(Stored items)
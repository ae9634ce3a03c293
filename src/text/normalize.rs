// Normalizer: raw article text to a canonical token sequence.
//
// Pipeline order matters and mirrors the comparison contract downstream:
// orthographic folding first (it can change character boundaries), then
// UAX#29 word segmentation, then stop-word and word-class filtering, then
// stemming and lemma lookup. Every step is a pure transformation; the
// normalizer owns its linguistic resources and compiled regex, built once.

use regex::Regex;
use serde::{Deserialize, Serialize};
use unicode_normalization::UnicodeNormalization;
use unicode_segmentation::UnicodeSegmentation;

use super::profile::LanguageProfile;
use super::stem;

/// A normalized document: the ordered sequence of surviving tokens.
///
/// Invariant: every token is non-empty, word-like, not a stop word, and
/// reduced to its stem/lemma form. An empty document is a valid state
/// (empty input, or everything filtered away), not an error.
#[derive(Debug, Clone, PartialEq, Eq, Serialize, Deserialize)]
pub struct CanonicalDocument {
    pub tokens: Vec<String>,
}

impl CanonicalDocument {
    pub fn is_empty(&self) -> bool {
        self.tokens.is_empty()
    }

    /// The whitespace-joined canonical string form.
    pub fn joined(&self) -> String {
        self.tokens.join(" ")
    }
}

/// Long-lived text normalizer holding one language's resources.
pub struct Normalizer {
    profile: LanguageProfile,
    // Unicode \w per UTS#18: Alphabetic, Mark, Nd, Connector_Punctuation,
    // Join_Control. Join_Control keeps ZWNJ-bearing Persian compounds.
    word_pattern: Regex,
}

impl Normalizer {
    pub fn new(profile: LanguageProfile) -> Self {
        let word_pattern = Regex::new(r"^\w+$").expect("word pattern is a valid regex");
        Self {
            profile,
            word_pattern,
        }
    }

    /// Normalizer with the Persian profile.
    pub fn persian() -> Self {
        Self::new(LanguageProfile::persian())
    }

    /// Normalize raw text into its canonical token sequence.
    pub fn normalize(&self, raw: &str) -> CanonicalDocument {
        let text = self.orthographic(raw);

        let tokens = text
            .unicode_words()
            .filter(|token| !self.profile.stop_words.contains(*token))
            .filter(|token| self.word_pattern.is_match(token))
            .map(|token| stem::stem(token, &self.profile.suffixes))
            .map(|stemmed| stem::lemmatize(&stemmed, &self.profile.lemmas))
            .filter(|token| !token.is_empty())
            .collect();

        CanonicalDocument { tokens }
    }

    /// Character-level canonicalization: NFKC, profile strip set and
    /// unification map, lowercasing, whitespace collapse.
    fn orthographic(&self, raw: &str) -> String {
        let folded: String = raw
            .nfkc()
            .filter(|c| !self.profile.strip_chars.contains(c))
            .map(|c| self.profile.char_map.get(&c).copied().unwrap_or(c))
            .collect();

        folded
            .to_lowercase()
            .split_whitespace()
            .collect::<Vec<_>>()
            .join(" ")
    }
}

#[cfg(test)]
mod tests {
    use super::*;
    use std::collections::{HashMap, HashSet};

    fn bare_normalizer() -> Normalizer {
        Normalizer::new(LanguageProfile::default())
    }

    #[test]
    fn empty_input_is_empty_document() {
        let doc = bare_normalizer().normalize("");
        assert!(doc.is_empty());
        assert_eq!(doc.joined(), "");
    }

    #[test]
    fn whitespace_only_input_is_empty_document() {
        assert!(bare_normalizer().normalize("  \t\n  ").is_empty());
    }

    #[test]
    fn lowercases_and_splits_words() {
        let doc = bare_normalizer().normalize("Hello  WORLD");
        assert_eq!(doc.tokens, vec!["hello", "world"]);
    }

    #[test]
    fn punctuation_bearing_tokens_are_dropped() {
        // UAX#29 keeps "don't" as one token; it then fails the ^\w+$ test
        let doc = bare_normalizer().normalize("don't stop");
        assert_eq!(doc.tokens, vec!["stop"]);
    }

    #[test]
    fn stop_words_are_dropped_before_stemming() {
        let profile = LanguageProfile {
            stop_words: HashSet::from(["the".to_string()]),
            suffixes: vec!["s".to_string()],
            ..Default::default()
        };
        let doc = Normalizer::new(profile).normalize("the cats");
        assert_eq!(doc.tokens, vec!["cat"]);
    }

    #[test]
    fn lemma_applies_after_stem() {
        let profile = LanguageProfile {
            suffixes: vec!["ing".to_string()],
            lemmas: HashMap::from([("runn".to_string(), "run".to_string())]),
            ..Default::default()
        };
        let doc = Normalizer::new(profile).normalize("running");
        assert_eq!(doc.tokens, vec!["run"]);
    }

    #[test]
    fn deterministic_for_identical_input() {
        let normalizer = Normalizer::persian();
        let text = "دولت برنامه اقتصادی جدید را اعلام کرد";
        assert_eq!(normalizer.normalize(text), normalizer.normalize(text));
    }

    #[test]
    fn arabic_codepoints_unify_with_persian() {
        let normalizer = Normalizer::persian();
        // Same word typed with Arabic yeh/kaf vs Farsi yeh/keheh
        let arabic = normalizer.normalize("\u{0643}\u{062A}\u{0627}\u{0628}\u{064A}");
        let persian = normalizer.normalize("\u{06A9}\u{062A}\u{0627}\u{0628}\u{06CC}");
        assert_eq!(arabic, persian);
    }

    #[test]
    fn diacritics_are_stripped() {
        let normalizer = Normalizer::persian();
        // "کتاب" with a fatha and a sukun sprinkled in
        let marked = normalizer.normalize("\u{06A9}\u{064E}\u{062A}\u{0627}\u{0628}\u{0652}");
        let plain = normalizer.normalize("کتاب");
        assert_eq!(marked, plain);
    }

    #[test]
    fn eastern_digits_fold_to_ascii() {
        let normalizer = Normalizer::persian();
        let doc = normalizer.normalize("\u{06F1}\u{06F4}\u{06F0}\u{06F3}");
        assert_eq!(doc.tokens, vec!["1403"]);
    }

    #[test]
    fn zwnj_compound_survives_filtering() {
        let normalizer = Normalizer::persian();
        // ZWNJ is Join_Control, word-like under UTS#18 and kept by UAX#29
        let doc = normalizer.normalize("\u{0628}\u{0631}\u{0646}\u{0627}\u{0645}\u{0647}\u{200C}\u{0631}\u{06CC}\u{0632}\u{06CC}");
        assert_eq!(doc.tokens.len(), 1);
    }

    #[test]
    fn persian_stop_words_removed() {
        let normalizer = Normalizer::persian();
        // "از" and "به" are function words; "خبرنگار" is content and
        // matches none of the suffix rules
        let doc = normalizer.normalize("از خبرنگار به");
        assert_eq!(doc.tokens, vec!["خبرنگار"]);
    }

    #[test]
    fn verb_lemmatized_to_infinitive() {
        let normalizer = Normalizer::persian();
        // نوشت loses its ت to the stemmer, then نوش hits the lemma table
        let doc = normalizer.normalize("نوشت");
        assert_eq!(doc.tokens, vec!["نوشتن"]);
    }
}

| What needs to be done |
Show the lines above that include "marked".

| Completed task |
        let marked = normalizer.normalize("\u{06A9}\u{064E}\u{062A}\u{0627}\u{0628}\u{0652}");
        assert_eq!(marked, plain);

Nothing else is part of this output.